*** Records shown ***
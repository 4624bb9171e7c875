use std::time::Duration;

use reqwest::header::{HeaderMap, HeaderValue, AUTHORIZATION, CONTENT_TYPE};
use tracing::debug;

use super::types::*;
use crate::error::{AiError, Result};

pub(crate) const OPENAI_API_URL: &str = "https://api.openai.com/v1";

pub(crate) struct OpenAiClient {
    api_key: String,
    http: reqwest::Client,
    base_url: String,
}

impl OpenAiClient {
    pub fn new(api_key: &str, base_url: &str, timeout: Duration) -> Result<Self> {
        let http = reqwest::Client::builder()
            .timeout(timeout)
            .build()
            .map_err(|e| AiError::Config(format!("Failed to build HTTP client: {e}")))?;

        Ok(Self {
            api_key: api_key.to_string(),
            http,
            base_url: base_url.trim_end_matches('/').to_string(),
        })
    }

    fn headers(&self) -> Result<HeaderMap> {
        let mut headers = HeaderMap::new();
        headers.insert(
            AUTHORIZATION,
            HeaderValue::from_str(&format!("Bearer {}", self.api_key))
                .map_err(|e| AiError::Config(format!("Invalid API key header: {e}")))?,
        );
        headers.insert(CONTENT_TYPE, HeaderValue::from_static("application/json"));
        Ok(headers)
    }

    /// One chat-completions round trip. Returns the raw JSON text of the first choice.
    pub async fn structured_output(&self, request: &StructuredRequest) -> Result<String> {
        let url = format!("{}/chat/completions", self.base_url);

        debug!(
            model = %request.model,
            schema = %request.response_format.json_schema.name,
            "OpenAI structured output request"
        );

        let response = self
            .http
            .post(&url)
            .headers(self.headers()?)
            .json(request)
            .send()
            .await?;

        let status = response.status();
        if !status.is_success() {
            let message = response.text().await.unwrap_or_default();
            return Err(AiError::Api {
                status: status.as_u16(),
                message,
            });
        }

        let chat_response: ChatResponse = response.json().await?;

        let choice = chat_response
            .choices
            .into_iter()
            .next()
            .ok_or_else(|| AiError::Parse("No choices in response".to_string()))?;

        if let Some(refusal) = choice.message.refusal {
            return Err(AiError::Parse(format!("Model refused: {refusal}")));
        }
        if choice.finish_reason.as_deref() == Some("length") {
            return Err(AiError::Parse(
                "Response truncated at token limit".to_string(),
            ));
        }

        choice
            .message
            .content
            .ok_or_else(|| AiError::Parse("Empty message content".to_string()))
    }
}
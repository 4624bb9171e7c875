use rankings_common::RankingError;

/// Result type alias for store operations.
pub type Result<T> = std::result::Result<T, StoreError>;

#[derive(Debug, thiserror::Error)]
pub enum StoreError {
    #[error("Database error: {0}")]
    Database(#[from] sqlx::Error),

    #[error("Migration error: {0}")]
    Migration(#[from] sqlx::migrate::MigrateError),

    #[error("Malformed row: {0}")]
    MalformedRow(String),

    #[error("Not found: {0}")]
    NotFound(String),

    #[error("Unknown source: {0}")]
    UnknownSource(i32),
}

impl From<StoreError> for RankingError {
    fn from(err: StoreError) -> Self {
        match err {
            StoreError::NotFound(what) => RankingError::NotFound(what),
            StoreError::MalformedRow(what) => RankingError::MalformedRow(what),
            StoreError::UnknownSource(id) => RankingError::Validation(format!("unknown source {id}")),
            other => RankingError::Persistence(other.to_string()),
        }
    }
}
*** End of Records shown ***
*** Records shown ***
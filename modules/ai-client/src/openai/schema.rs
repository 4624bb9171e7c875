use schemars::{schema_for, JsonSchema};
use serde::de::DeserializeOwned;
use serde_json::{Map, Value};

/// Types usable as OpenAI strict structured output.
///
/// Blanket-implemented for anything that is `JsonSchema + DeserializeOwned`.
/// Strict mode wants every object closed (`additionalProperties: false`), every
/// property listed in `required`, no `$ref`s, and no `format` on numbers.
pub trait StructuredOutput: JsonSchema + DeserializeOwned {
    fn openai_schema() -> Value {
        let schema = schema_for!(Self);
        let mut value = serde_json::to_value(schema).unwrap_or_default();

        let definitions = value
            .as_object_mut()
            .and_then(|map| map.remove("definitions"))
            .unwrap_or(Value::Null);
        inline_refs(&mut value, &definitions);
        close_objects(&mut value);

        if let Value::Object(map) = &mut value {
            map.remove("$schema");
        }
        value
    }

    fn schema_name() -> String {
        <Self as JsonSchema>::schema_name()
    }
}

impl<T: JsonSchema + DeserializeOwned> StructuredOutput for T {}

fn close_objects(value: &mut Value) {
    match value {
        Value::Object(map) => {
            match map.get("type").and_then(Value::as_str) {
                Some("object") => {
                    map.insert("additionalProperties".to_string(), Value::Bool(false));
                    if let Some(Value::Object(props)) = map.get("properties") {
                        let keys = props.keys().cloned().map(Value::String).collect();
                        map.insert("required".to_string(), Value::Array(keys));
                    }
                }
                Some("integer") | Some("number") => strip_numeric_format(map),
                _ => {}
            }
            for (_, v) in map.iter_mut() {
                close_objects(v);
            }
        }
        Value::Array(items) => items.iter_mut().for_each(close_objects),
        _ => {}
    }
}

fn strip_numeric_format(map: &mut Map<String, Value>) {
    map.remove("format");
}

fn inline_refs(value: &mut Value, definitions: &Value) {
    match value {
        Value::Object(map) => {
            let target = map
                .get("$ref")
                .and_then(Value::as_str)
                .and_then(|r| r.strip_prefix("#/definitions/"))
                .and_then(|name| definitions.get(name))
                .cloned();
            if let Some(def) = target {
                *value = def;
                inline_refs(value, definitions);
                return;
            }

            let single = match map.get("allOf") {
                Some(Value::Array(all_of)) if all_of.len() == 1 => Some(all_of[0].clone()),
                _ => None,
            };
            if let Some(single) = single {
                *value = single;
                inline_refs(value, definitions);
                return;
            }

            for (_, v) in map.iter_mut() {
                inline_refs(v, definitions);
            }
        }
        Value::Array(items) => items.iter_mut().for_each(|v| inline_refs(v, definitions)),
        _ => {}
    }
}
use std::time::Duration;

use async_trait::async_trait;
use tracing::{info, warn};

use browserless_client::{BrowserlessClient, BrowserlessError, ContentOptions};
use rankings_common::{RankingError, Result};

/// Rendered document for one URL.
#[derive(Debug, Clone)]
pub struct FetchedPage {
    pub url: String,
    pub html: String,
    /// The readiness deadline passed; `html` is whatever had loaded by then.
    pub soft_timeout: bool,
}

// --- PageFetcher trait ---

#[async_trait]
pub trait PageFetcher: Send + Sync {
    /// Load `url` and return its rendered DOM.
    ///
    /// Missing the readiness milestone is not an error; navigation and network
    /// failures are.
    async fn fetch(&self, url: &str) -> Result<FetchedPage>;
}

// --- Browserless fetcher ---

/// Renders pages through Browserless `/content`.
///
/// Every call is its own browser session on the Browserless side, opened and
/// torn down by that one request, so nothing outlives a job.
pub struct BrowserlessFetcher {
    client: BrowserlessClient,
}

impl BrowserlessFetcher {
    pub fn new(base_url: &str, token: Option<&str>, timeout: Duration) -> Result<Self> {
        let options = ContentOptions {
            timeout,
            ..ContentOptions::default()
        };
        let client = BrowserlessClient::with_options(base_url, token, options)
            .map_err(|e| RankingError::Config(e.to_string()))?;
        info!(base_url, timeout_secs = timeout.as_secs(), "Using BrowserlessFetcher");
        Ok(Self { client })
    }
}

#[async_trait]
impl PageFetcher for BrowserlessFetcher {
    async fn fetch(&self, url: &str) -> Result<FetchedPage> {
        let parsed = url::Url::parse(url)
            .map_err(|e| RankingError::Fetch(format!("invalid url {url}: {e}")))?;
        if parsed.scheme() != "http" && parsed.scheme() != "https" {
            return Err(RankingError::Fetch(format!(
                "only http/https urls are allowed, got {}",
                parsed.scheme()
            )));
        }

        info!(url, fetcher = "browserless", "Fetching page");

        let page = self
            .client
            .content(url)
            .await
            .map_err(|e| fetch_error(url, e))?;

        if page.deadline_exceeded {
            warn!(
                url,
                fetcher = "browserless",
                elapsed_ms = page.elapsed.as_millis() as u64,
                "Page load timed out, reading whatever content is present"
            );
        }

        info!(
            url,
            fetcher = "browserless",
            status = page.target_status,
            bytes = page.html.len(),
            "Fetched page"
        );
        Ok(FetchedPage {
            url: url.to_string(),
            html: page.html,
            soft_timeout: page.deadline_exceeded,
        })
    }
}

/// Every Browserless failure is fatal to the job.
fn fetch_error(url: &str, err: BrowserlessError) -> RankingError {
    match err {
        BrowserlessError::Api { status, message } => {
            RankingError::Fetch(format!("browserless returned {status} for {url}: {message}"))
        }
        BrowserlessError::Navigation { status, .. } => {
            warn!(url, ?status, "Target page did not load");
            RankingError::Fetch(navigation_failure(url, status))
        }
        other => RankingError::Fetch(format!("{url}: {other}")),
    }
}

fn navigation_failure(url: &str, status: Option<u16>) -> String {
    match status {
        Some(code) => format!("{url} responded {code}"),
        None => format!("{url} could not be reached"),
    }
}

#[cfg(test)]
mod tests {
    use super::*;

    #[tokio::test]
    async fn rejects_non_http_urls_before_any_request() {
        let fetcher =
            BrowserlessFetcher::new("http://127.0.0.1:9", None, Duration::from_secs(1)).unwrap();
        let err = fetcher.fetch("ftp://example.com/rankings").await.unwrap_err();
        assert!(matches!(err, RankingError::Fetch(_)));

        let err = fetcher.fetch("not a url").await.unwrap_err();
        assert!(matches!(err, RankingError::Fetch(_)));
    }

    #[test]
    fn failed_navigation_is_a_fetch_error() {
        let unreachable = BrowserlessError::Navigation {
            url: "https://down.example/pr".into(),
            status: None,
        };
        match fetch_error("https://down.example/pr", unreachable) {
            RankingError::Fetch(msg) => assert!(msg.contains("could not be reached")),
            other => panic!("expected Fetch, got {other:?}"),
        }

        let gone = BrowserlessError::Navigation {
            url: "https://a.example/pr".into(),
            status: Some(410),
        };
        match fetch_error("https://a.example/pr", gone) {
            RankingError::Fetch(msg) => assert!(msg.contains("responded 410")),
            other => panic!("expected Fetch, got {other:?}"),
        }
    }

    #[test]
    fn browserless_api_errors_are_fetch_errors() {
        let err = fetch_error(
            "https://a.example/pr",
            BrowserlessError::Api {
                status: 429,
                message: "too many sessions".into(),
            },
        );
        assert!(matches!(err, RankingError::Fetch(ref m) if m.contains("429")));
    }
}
*** End of Records shown ***
*** Records shown ***
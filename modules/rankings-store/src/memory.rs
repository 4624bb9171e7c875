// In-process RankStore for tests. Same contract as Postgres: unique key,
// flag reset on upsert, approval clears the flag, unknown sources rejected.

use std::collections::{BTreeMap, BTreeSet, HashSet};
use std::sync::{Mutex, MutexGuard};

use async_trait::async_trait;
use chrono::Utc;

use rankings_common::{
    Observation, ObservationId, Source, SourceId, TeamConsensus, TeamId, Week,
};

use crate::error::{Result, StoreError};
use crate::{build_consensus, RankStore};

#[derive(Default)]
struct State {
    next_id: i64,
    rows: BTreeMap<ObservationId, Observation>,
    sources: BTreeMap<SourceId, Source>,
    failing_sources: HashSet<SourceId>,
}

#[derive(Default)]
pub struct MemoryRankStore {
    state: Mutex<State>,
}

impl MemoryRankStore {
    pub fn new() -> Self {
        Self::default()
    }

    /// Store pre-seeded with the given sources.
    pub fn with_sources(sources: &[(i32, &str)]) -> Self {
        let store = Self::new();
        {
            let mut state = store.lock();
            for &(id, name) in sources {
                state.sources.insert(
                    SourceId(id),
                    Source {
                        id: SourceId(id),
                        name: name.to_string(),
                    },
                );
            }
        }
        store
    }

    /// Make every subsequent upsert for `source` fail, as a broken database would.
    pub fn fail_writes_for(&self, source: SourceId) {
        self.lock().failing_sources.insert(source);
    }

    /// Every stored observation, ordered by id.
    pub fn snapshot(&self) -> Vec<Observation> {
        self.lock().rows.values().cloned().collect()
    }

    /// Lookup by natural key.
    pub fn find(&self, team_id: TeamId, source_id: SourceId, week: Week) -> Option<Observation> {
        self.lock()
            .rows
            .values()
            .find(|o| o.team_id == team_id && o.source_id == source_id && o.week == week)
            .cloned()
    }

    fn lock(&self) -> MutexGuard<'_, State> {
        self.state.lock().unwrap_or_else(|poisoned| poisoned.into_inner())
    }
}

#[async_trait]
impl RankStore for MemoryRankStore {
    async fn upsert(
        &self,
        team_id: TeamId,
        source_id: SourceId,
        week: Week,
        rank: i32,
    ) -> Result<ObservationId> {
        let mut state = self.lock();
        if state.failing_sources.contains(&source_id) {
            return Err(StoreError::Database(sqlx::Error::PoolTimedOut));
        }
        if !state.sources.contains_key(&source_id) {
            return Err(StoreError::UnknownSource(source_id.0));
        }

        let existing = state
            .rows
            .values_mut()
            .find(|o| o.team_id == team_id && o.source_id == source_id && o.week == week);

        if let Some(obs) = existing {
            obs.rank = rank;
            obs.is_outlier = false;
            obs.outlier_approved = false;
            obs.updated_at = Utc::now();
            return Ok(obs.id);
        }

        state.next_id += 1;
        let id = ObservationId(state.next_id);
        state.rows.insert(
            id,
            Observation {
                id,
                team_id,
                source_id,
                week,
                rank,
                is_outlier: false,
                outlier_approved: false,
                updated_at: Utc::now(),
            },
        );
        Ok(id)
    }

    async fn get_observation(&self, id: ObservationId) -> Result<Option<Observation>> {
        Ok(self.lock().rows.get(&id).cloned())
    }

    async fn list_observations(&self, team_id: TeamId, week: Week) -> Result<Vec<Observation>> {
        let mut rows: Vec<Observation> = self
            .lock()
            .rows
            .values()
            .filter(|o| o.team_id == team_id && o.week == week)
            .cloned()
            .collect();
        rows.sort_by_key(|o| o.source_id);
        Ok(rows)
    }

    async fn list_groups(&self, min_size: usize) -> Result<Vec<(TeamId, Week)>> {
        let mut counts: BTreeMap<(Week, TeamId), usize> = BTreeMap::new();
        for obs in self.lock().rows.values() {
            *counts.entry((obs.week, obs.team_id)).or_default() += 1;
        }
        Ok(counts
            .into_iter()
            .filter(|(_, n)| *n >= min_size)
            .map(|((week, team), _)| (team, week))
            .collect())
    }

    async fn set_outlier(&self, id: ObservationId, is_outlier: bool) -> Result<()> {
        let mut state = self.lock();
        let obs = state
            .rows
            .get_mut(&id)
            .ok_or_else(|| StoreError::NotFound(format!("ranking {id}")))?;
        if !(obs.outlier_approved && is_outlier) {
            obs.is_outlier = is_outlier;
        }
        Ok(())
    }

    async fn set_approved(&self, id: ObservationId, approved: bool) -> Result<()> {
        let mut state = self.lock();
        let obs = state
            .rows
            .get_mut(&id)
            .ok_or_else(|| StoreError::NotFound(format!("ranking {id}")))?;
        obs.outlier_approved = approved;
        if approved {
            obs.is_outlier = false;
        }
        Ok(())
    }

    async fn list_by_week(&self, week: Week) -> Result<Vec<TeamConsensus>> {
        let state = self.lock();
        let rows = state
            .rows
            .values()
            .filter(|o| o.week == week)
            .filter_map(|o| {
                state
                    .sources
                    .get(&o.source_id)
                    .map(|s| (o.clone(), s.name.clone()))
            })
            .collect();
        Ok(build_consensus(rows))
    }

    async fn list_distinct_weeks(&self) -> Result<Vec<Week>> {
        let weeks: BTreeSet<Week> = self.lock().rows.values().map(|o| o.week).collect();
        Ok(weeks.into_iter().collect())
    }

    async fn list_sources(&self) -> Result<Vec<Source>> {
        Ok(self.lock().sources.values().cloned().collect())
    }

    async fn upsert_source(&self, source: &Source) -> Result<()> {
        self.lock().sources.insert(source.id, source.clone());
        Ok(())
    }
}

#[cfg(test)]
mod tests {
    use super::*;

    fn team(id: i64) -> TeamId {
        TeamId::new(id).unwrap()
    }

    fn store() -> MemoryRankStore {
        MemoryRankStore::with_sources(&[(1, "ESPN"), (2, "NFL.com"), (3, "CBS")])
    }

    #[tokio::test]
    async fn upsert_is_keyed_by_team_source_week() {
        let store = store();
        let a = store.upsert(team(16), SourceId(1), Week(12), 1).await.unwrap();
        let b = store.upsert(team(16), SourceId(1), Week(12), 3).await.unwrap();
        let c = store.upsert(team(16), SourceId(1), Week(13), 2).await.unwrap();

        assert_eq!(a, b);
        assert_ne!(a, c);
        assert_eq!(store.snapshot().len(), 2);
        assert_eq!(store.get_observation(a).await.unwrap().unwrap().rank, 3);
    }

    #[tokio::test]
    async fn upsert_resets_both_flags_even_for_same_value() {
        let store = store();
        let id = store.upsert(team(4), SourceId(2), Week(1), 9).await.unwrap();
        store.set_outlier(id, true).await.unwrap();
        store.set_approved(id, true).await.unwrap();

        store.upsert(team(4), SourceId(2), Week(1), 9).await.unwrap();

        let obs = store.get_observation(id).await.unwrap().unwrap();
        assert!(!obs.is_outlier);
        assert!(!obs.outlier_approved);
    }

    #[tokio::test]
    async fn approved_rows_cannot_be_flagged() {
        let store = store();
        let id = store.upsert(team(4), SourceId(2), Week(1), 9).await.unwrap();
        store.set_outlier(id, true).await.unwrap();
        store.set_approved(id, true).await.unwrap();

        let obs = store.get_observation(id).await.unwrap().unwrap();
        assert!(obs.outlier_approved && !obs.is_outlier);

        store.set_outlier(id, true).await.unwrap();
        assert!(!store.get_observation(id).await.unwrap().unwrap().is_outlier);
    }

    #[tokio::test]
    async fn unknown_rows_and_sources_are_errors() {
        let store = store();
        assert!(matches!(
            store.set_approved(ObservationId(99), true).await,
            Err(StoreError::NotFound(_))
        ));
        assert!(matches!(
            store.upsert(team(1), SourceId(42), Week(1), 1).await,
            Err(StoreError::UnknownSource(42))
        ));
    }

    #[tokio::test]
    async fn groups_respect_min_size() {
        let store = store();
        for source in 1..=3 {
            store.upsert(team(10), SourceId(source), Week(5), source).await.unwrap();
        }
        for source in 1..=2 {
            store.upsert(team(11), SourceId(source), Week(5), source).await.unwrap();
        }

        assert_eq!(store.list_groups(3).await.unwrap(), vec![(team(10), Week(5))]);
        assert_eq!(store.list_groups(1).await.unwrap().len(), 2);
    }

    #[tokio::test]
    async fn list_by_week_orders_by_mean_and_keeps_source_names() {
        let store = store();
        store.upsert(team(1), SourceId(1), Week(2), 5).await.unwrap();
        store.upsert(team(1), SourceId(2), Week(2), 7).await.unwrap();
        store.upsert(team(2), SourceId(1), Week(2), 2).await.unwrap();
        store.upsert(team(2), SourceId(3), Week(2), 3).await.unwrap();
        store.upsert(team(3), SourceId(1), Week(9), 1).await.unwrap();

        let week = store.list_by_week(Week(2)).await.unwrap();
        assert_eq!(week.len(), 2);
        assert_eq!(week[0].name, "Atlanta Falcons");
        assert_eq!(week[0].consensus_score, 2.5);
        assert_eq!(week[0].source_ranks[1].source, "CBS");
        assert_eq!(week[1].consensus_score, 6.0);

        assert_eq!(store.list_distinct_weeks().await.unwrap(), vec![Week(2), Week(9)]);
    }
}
*** End of Records shown ***
- [Task statement] Every line of the listing that holds the word "other" is to be found and copied.

- [Response for this exercise]
            other => RankingError::Persistence(other.to_string()),
        other => RankingError::Fetch(format!("{url}: {other}")),
            other => panic!("expected Fetch, got {other:?}"),
            other => panic!("expected Fetch, got {other:?}"),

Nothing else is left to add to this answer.